We find that when MCMC performs poorly, adjusting heating of Metropolis-coupled chains using coarse rules, or utilizing reversible-jump model averaging over substitution models can provide improved convergence, but do not alone surmount the problem in a majority of cases. Instead, hunting down the culprits of failed MCMC will often require case by case examination to identify the specific causes, which are likely to be idiosyncratic. Because of this, additional computational tools that help automate this time intensive task would be a major benefit for the field. Although we have focused on cases where MCMC has failed and how to identify and rectify it, we would like to close by pointing out that the pursuit of MCMC convergence does not appear to be particularly bleak, at least for the simple and commonly employed Bayesian phylogenetic analyses that we examine here.
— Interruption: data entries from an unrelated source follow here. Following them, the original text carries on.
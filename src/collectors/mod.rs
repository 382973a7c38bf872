//! One module per external API. Each collector owns its work list, its
//! rate-limit delay, and the fetch/extract/store path for its records; the
//! batch runner in `crate::ingest` drives them all through the same
//! checkpointed loop.

use std::time::Duration;

use anyhow::Result;
use async_trait::async_trait;
use serde_json::Value;

use crate::database_ops::db::Db;
use crate::database_ops::ledger::Presence;
use crate::fetch::{FetchClient, FetchOutcome};
use crate::work::WorkItem;

pub mod countries;
pub mod food;
pub mod movies;
pub mod weather;

/// Per-item write tally reported back to the batch runner.
#[derive(Debug, Default, Clone, Copy)]
pub struct StoreSummary {
    pub inserted: u64,
    pub updated: u64,
    pub already_present: u64,
}

#[async_trait]
pub trait Collector: Send + Sync {
    /// Stable name; keys the ingest cursor row.
    fn collection(&self) -> &'static str;

    /// Fixed inter-request delay honoring the API's documented rate limit.
    fn request_delay(&self) -> Duration;

    /// The static, ordered work list. Order is part of the cursor contract.
    fn work_items(&self) -> Vec<WorkItem>;

    /// One-time initialization, gated by the cursor's setup flag.
    async fn setup(&self, _db: &Db) -> Result<()> {
        Ok(())
    }

    /// Classify the item against the ledger before spending quota on it.
    async fn probe(&self, db: &Db, item: &WorkItem) -> Result<Presence>;

    /// One bounded request for this item. Domain-level "nothing here"
    /// responses are classified as `Empty` so the runner skips the write.
    async fn fetch_item(&self, http: &FetchClient, item: &WorkItem) -> FetchOutcome;

    /// Extract records from a successful payload and write them through the
    /// ledger. Errors are storage faults and abort the run.
    async fn store(
        &self,
        db: &Db,
        item: &WorkItem,
        payload: &Value,
        presence: Presence,
    ) -> Result<StoreSummary>;
}
//! The checkpointed batch runner shared by every collection.
//!
//! Per run: load the cursor, walk the static work list from there, spend at
//! most `quota` fetch attempts, write through the ledger, and advance the
//! cursor one item at a time, only after that item's records are committed.
//! A malformed or failed item is logged and left behind; a ledger or cursor
//! fault aborts the run so the resumption guarantee is never weakened.
//!
//! Cursor unit: work items attempted (or probe-skipped). Failed items are
//! not retried within a run; a later run starts past them, and records with
//! missing fields come back into scope through the needs-update probe.

use anyhow::Result;
use tracing::{info, warn};

use crate::collectors::Collector;
use crate::config::IngestConfig;
use crate::database_ops::{checkpoint, db::Db, ledger::Presence};
use crate::fetch::{FetchClient, FetchOutcome};

/// Outcome tallies for one run; everything the operator sees at exit.
#[derive(Debug, Default, Clone)]
pub struct RunReport {
    pub collection: &'static str,
    pub offset_start: i64,
    pub offset_end: i64,
    pub attempted: u32,
    pub skipped: u32,
    pub fetched: u32,
    pub empty: u32,
    pub failed: u32,
    pub inserted: u64,
    pub updated: u64,
    pub already_present: u64,
}

impl RunReport {
    pub fn print_summary(&self) {
        println!(
            "[{}] run complete attempted={} fetched={} empty={} failed={} skipped={} inserted={} updated={} already_present={} cursor {}->{}",
            self.collection,
            self.attempted,
            self.fetched,
            self.empty,
            self.failed,
            self.skipped,
            self.inserted,
            self.updated,
            self.already_present,
            self.offset_start,
            self.offset_end,
        );
    }
}

/// Run one quota-bounded batch for a collection. Clean exit whether the
/// quota or the work list runs out first; storage faults are fatal.
pub async fn run_batch(
    collector: &dyn Collector,
    db: &Db,
    http: &FetchClient,
    cfg: &IngestConfig,
) -> Result<RunReport> {
    let collection = collector.collection();
    let items = collector.work_items();

    let offset_start = checkpoint::load(db, collection).await?;
    if !checkpoint::setup_complete(db, collection).await? {
        collector.setup(db).await?;
        checkpoint::mark_setup_complete(db, collection).await?;
        info!(collection, "one-time setup complete");
    }

    let mut report = RunReport {
        collection,
        offset_start,
        offset_end: offset_start,
        ..RunReport::default()
    };
    let mut offset = offset_start.max(0) as usize;
    let mut remaining = cfg.quota;
    let mut fetched_before = false;

    info!(
        collection,
        offset, quota = cfg.quota, total_items = items.len(), "starting batch"
    );

    while offset < items.len() && remaining > 0 {
        let item = &items[offset];
        let presence = collector.probe(db, item).await?;
        if presence == Presence::Complete {
            info!(collection, item = %item.key(), "skipped: already in ledger");
            report.skipped += 1;
            offset += 1;
            report.offset_end = checkpoint::advance(db, collection, 1).await?;
            continue;
        }

        // Fixed spacing between consecutive outbound requests; probe-skips
        // in between do not reset it.
        if fetched_before {
            tokio::time::sleep(collector.request_delay()).await;
        }
        fetched_before = true;
        remaining -= 1;
        report.attempted += 1;

        match collector.fetch_item(http, item).await {
            FetchOutcome::Success(payload) => {
                let stored = collector.store(db, item, &payload, presence).await?;
                report.fetched += 1;
                report.inserted += stored.inserted;
                report.updated += stored.updated;
                report.already_present += stored.already_present;
                info!(
                    collection,
                    item = %item.key(),
                    inserted = stored.inserted,
                    updated = stored.updated,
                    already_present = stored.already_present,
                    "fetched"
                );
            }
            FetchOutcome::Empty => {
                report.empty += 1;
                info!(collection, item = %item.key(), "empty response; nothing written");
            }
            FetchOutcome::Failure(reason) => {
                report.failed += 1;
                warn!(collection, item = %item.key(), reason = %reason, "fetch failed");
            }
        }

        offset += 1;
        report.offset_end = checkpoint::advance(db, collection, 1).await?;
    }

    Ok(report)
}

#[cfg(test)]
mod tests {
    use super::*;
    use std::collections::HashMap;
    use std::sync::Mutex;
    use std::time::Duration;

    use async_trait::async_trait;
    use serde_json::{json, Value};

    use crate::collectors::movies::extract_movie;
    use crate::collectors::StoreSummary;
    use crate::database_ops::ledger::{
        insert_movie_if_absent, movie_presence, scan_movies, update_movie_year, InsertOutcome,
        MovieRecord,
    };
    use crate::fetch::FetchFailure;
    use crate::work::WorkItem;

    /// Network-free collector: canned outcomes keyed by title, writing real
    /// movie rows so probes and idempotence work against the real ledger.
    struct ScriptedCollector {
        items: Vec<WorkItem>,
        outcomes: HashMap<String, FetchOutcome>,
        fetch_log: Mutex<Vec<String>>,
    }

    impl ScriptedCollector {
        fn new(titles: &[&str]) -> Self {
            let outcomes = titles
                .iter()
                .map(|t| {
                    (
                        t.to_string(),
                        FetchOutcome::Success(json!({
                            "Title": t,
                            "Year": "2020",
                            "BoxOffice": "$1,000,000",
                            "Response": "True"
                        })),
                    )
                })
                .collect();
            Self {
                items: titles
                    .iter()
                    .map(|t| WorkItem::Title {
                        title: t.to_string(),
                    })
                    .collect(),
                outcomes,
                fetch_log: Mutex::new(Vec::new()),
            }
        }

        fn with_outcome(mut self, title: &str, outcome: FetchOutcome) -> Self {
            self.outcomes.insert(title.to_string(), outcome);
            self
        }

        fn fetches(&self) -> Vec<String> {
            self.fetch_log.lock().unwrap().clone()
        }
    }

    #[async_trait]
    impl Collector for ScriptedCollector {
        fn collection(&self) -> &'static str {
            "scripted"
        }

        fn request_delay(&self) -> Duration {
            Duration::ZERO
        }

        fn work_items(&self) -> Vec<WorkItem> {
            self.items.clone()
        }

        async fn probe(&self, db: &Db, item: &WorkItem) -> Result<Presence> {
            let WorkItem::Title { title } = item else {
                return Ok(Presence::Absent);
            };
            movie_presence(db, title).await
        }

        async fn fetch_item(&self, _http: &FetchClient, item: &WorkItem) -> FetchOutcome {
            let key = item.key();
            self.fetch_log.lock().unwrap().push(key.clone());
            self.outcomes
                .get(&key)
                .cloned()
                .unwrap_or(FetchOutcome::Empty)
        }

        async fn store(
            &self,
            db: &Db,
            item: &WorkItem,
            payload: &Value,
            presence: Presence,
        ) -> Result<StoreSummary> {
            let record = extract_movie(&item.key(), payload);
            let mut summary = StoreSummary::default();
            if presence == Presence::NeedsUpdate {
                update_movie_year(db, &item.key(), record.year).await?;
                summary.updated += 1;
                return Ok(summary);
            }
            match insert_movie_if_absent(db, &record).await? {
                InsertOutcome::Inserted => summary.inserted += 1,
                InsertOutcome::AlreadyPresent => summary.already_present += 1,
            }
            Ok(summary)
        }
    }

    async fn test_db() -> Db {
        Db::connect(":memory:", 1).await.unwrap()
    }

    fn http() -> FetchClient {
        FetchClient::new(Duration::from_secs(1), "almanac-tests").unwrap()
    }

    fn quota(n: u32) -> IngestConfig {
        IngestConfig { quota: n }
    }

    #[tokio::test]
    async fn quota_bounds_fetch_attempts() {
        let titles: Vec<String> = (0..100).map(|i| format!("t{i:03}")).collect();
        let refs: Vec<&str> = titles.iter().map(String::as_str).collect();
        let collector = ScriptedCollector::new(&refs);
        let db = test_db().await;

        let report = run_batch(&collector, &db, &http(), &quota(25)).await.unwrap();
        assert_eq!(report.attempted, 25);
        assert_eq!(report.offset_end, 25);
        assert_eq!(collector.fetches().len(), 25);
        assert_eq!(checkpoint::load(&db, "scripted").await.unwrap(), 25);
    }

    #[tokio::test]
    async fn three_items_quota_two_resumes_and_drains() {
        let collector = ScriptedCollector::new(&["a", "b", "c"]);
        let db = test_db().await;
        let http = http();

        let run1 = run_batch(&collector, &db, &http, &quota(2)).await.unwrap();
        assert_eq!(run1.attempted, 2);
        assert_eq!(checkpoint::load(&db, "scripted").await.unwrap(), 2);

        let run2 = run_batch(&collector, &db, &http, &quota(2)).await.unwrap();
        assert_eq!(run2.attempted, 1);
        assert_eq!(checkpoint::load(&db, "scripted").await.unwrap(), 3);

        // Offset past the end of the list: attempts nothing, exits cleanly.
        let run3 = run_batch(&collector, &db, &http, &quota(2)).await.unwrap();
        assert_eq!(run3.attempted, 0);
        assert_eq!(run3.skipped, 0);
        assert_eq!(checkpoint::load(&db, "scripted").await.unwrap(), 3);

        // No successful item was ever re-fetched, none was dropped.
        assert_eq!(collector.fetches(), vec!["a", "b", "c"]);
        assert_eq!(scan_movies(&db).await.unwrap().len(), 3);
    }

    #[tokio::test]
    async fn double_run_never_duplicates_ledger_entries() {
        let collector = ScriptedCollector::new(&["x", "y", "z"]);
        let db = test_db().await;
        let http = http();

        run_batch(&collector, &db, &http, &quota(25)).await.unwrap();
        let second = run_batch(&collector, &db, &http, &quota(25)).await.unwrap();

        assert_eq!(second.attempted, 0);
        assert_eq!(collector.fetches().len(), 3);
        let movies = scan_movies(&db).await.unwrap();
        assert_eq!(movies.len(), 3);
    }

    #[tokio::test]
    async fn per_item_failure_does_not_abort_the_run() {
        let collector = ScriptedCollector::new(&["a", "b", "c"])
            .with_outcome("b", FetchOutcome::Failure(FetchFailure::Status(500)));
        let db = test_db().await;
        let http = http();

        let report = run_batch(&collector, &db, &http, &quota(25)).await.unwrap();
        assert_eq!(report.attempted, 3);
        assert_eq!(report.failed, 1);
        assert_eq!(report.inserted, 2);
        // The failed item still advanced the cursor; the next run does not
        // spin on it.
        assert_eq!(checkpoint::load(&db, "scripted").await.unwrap(), 3);
        let retry = run_batch(&collector, &db, &http, &quota(25)).await.unwrap();
        assert_eq!(retry.attempted, 0);
    }

    #[tokio::test]
    async fn empty_response_writes_nothing() {
        let collector =
            ScriptedCollector::new(&["a", "b"]).with_outcome("a", FetchOutcome::Empty);
        let db = test_db().await;

        let report = run_batch(&collector, &db, &http(), &quota(25)).await.unwrap();
        assert_eq!(report.empty, 1);
        assert_eq!(report.inserted, 1);
        assert_eq!(scan_movies(&db).await.unwrap().len(), 1);
    }

    #[tokio::test]
    async fn needs_update_consumes_quota_and_patches() {
        let collector = ScriptedCollector::new(&["a"]);
        let db = test_db().await;
        insert_movie_if_absent(
            &db,
            &MovieRecord {
                title: "a".into(),
                box_office: None,
                genres: None,
                year: None,
            },
        )
        .await
        .unwrap();

        let report = run_batch(&collector, &db, &http(), &quota(25)).await.unwrap();
        assert_eq!(report.attempted, 1);
        assert_eq!(report.updated, 1);
        assert_eq!(report.skipped, 0);
        let movies = scan_movies(&db).await.unwrap();
        assert_eq!(movies[0].year, Some(2020));
    }

    #[tokio::test]
    async fn probe_skips_consume_no_quota() {
        let collector = ScriptedCollector::new(&["a", "b", "c"]);
        let db = test_db().await;
        let http = http();
        run_batch(&collector, &db, &http, &quota(25)).await.unwrap();

        // Fresh cursor, same ledger: everything probes Complete and the
        // whole list is walked even with a quota of one.
        sqlx::query("UPDATE ingest_cursors SET offset = 0 WHERE collection = 'scripted'")
            .execute(&db.pool)
            .await
            .unwrap();
        let report = run_batch(&collector, &db, &http, &quota(1)).await.unwrap();
        assert_eq!(report.skipped, 3);
        assert_eq!(report.attempted, 0);
        assert_eq!(report.offset_end, 3);
    }
}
For larger data sets containing multiple gene regions, or mixtures of data types, MCMC performance issues are expected to be more pervasive and difficult to solve. Similarly, these issues become more pronounced as inference models become more complex and hierarchical, as is the case for joint inference of divergence times and phylogeny or inference of species trees under the multispecies coalescent model. A large set of related topics might be explored using the data set we have assembled here, or similar data sets derived from the literature. These areas include exploring the performance of diagnostics that see wide use in Bayesian statistics generally, but little use in phylogenetics (e.g., Geweke’s test, the Heidelberger and Welch diagnostic); other basic techniques for assessing MCMC performance generally (e.g., comparing the divergence between the prior and posterior distributions); focusing in more detail on behaviors of Metropolis-coupled chains (e.g., Brown and Thomson 2018); and additional strategies for optimizing MCMC performance, such as further optimizing acceptance rates, including using guided and adaptive tree proposals (Höhna and Drummond 2012; Meyer 2019; Zhang et al. 2020). As analyses become more complex, more complex strategies will be needed to detect, diagnose, and resolve the difficulties.
Materials and Methods
We assembled MrBayes v3.2.2 and 3.2.5 (Huelsenbeck and Ronquist 2001; Ronquist et al. 2012) MCMC output from three previous studies (Barley and Thomson 2016; Brown and Thomson 2017; Richards et al. 2018) and conducted a new set of 10,382 MrBayes v3.2.5 analyses using data sets assembled from the PhyLoTA database (Sanderson et al. 2008), for a total of 18,588 analyses that span many clades across the tree of life and widely different time scales. These previous studies carried out analyses of a large number of alignments in order to investigate information content across the amniote phylogeny (Brown and Thomson 2017), how model fit impacts DNA barcoding efforts among closely related taxa (Barley and Thomson 2016), and the extent of systematic error in analyses of mitochondrial genomic data within the major lineages of amniotes (Richards et al. 2018).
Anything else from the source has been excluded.